Healthy business

Posted on 5 May 2009 by The Manufacturer

Food and Drink manufacturers in the East Midlands are being offered help in making their products healthier by The Food and Drink Forum.

The organisation aims to help firms lower saturated fat levels, without compromising flavour, and will also provide support on labelling issues. It is offering one-to-one sessions through which it will determine the best course of action it can take for the manufacturer.

It is working with labelling experts from Trading Standards and nutrition, diet and flavour experts from The University of Nottingham on the project.

Despite the credit crunch and lower amounts of money being spent on food overall, sales of healthier food products are rising.

Research firm Mintel has revealed forecasts that suggest total sales in ‘healthier’ products in the bakery, dairy, snacks, confectionery and soft drinks categories alone were due to rise by 25% between 2007 and 2012.

And The Food and Drink Forum said it wants to make sure manufacturers in its region can “get a slice of the pie.”

“This is the perfect chance for food firms to discover how changes to their manufacturing processes could help them increase sales,” said Richard Wigley, The Food & Drink Forum’s food technical manager, who is running the project.

“Mintel research estimates that sales of healthier food options are worth billions and are around 10% of total consumer expenditure on food and drink.

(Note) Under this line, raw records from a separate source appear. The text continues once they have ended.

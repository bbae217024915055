//! Run registry: the lifecycle state machine of a simulation run.
//!
//! ```text
//! Uninitialized --initialize_simulation--> Active --complete_simulation--> Completed
//! ```
//!
//! Initialization happens exactly once per run key. Completion happens
//! exactly once and only by the submitter, the identity that initialized
//! the run: the summary counters are a claim about the run's outcome and
//! only the run's owner may assert it.

use chrono::Utc;
use colony_types::{CallerId, Notification, RunKey, RunStatus, RunSummary, SimulationRun};
use tracing::{info, warn};

use crate::LedgerError;
use crate::ledger::Ledger;
use crate::store::{LedgerStore, PendingNotification, RunTransition};

/// Validate and apply a completion to `run`.
///
/// Checks, in order: the run exists, it is not already completed, and
/// `caller` is its submitter. On success returns the completed record.
///
/// # Errors
///
/// [`LedgerError::RunNotInitialized`], [`LedgerError::RunAlreadyCompleted`]
/// or [`LedgerError::Unauthorized`].
pub fn complete_run(
    mut run: SimulationRun,
    caller: &CallerId,
    summary: RunSummary,
) -> Result<SimulationRun, LedgerError> {
    let run_key = run.run_key;
    match run.status() {
        RunStatus::Uninitialized => return Err(LedgerError::RunNotInitialized { run_key }),
        RunStatus::Completed => return Err(LedgerError::RunAlreadyCompleted { run_key }),
        RunStatus::Active => {}
    }
    if run.submitter.as_ref() != Some(caller) {
        return Err(LedgerError::Unauthorized {
            run_key,
            caller: caller.clone(),
        });
    }

    run.total_steps = summary.total_steps;
    run.cells_killed = summary.cells_killed;
    run.drug_deliveries = summary.drug_deliveries;
    run.completed = true;
    Ok(run)
}

impl<S: LedgerStore> Ledger<S> {
    /// Initialize run `run_key` with `caller` as its submitter.
    ///
    /// Creates an active record with the current time as start time and
    /// zeroed counters, and emits `SimulationInitialized`.
    ///
    /// # Errors
    ///
    /// [`LedgerError::RunAlreadyExists`] if the key already has a record,
    /// whatever its status and whoever created it.
    pub async fn initialize_simulation(
        &self,
        caller: &CallerId,
        run_key: RunKey,
    ) -> Result<SimulationRun, LedgerError> {
        let now = Utc::now();
        let run = SimulationRun::started(run_key, caller.clone(), now);
        let pending = PendingNotification::new(
            Notification::SimulationInitialized {
                run_key,
                caller: caller.clone(),
            },
            now,
        );

        let Some(record) = self.store.create_run(run.clone(), pending, &self.feed).await? else {
            warn!(%run_key, %caller, "Rejected initialization of existing run");
            return Err(LedgerError::RunAlreadyExists { run_key });
        };

        info!(%run_key, %caller, sequence = record.sequence, "Simulation run initialized");
        Ok(run)
    }

    /// Complete run `run_key` with the submitter's summary counters.
    ///
    /// Writes the counters, marks the run completed, and emits
    /// `SimulationCompleted`, all in one store transaction.
    ///
    /// # Errors
    ///
    /// [`LedgerError::RunNotInitialized`], [`LedgerError::RunAlreadyCompleted`],
    /// [`LedgerError::Unauthorized`]; the record is unchanged in each case.
    pub async fn complete_simulation(
        &self,
        caller: &CallerId,
        run_key: RunKey,
        summary: RunSummary,
    ) -> Result<SimulationRun, LedgerError> {
        let submitter = caller.clone();
        let transition = move |current: SimulationRun| -> Result<RunTransition, LedgerError> {
            let run = complete_run(current, &submitter, summary)?;
            let pending = PendingNotification::new(
                Notification::SimulationCompleted {
                    run_key,
                    total_steps: summary.total_steps,
                    cells_killed: summary.cells_killed,
                    drug_deliveries: summary.drug_deliveries,
                    caller: submitter,
                },
                Utc::now(),
            );
            Ok(RunTransition { run, pending })
        };
        let result = self.store.transition_run(run_key, transition, &self.feed).await;

        match result {
            Ok((run, record)) => {
                info!(
                    %run_key,
                    %caller,
                    total_steps = summary.total_steps,
                    cells_killed = summary.cells_killed,
                    drug_deliveries = summary.drug_deliveries,
                    sequence = record.sequence,
                    "Simulation run completed"
                );
                Ok(run)
            }
            Err(err) => {
                warn!(%run_key, %caller, code = err.code(), "Rejected run completion");
                Err(err)
            }
        }
    }
}

#[cfg(test)]
#[allow(clippy::expect_used)]
mod tests {
    use crate::MemoryStore;

    use super::*;

    fn user(name: &str) -> CallerId {
        CallerId::new(name).expect("caller")
    }

    const SUMMARY: RunSummary = RunSummary {
        total_steps: 500,
        cells_killed: 12,
        drug_deliveries: 3,
    };

    #[test]
    fn complete_run_checks_existence_first() {
        let run = SimulationRun::uninitialized(RunKey::from_label("k"));
        let err = complete_run(run, &user("U1"), SUMMARY);
        assert!(matches!(err, Err(LedgerError::RunNotInitialized { .. })));
    }

    #[test]
    fn complete_run_reports_completion_before_authorization() {
        let mut run = SimulationRun::started(RunKey::from_label("k"), user("U1"), Utc::now());
        run.completed = true;
        let err = complete_run(run, &user("U2"), SUMMARY);
        assert!(matches!(err, Err(LedgerError::RunAlreadyCompleted { .. })));
    }

    #[test]
    fn complete_run_writes_summary() {
        let run = SimulationRun::started(RunKey::from_label("k"), user("U1"), Utc::now());
        let done = complete_run(run, &user("U1"), SUMMARY).expect("complete");
        assert!(done.completed);
        assert_eq!(done.summary(), SUMMARY);
        assert_eq!(done.submitter, Some(user("U1")));
    }

    #[tokio::test]
    async fn second_initialization_fails_and_keeps_first_submitter() {
        let ledger = Ledger::new(MemoryStore::new());
        let key = RunKey::from_label("run-A");

        let run = ledger.initialize_simulation(&user("U1"), key).await.expect("init");
        assert_eq!(run.status(), RunStatus::Active);

        let err = ledger.initialize_simulation(&user("U2"), key).await;
        assert!(matches!(err, Err(LedgerError::RunAlreadyExists { .. })));

        let stored = ledger.simulation_run(key).await.expect("read");
        assert_eq!(stored.submitter, Some(user("U1")));
        assert!(!stored.completed);
    }

    #[tokio::test]
    async fn lifecycle_scenario() {
        let ledger = Ledger::new(MemoryStore::new());
        let key = RunKey::from_label("run-A");
        ledger.initialize_simulation(&user("U1"), key).await.expect("init");

        let err = ledger.complete_simulation(&user("U2"), key, SUMMARY).await;
        assert!(matches!(err, Err(LedgerError::Unauthorized { .. })));
        let unchanged = ledger.simulation_run(key).await.expect("read");
        assert!(!unchanged.completed);
        assert_eq!(unchanged.cells_killed, 0);

        let done = ledger.complete_simulation(&user("U1"), key, SUMMARY).await.expect("complete");
        assert!(done.completed);
        assert_eq!(ledger.simulation_run(key).await.expect("read").cells_killed, 12);

        let again = ledger.complete_simulation(&user("U1"), key, SUMMARY).await;
        assert!(matches!(again, Err(LedgerError::RunAlreadyCompleted { .. })));
    }

    #[tokio::test]
    async fn completing_unknown_run_fails() {
        let ledger = Ledger::new(MemoryStore::new());
        let err = ledger
            .complete_simulation(&user("U1"), RunKey::from_label("ghost"), SUMMARY)
            .await;
        assert!(matches!(err, Err(LedgerError::RunNotInitialized { .. })));
        assert_eq!(ledger.latest_sequence().await.expect("seq"), 0);
    }

    #[tokio::test]
    async fn completion_is_published() {
        let ledger = Ledger::new(MemoryStore::new());
        let key = RunKey::from_label("published");
        let mut sub = ledger.subscribe_kinds([colony_types::NotificationKind::SimulationCompleted]);
        ledger.initialize_simulation(&user("U1"), key).await.expect("init");
        ledger.complete_simulation(&user("U1"), key, SUMMARY).await.expect("complete");

        let record = sub.recv().await.expect("notification");
        assert_eq!(
            record.notification,
            Notification::SimulationCompleted {
                run_key: key,
                total_steps: 500,
                cells_killed: 12,
                drug_deliveries: 3,
                caller: user("U1"),
            }
        );
        assert_eq!(record.sequence, 2);
    }
}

“The Food & Drink Forum will be working with food manufacturers in the region to help them in a number of ways. It may be by illustrating how they could reformulate their products so that they contain less saturated fat, or it may be by suggesting ways of producing lower fat alternatives.”

The Food & Drink Forum is fronting the project on behalf of the Department of Health and the Food Standards Agency (FSA), the government chapters it reports to. The project is part of a wider initiative to get Britains eating healthier, as the country on the whole is eating 20% more saturated fat than it ought to.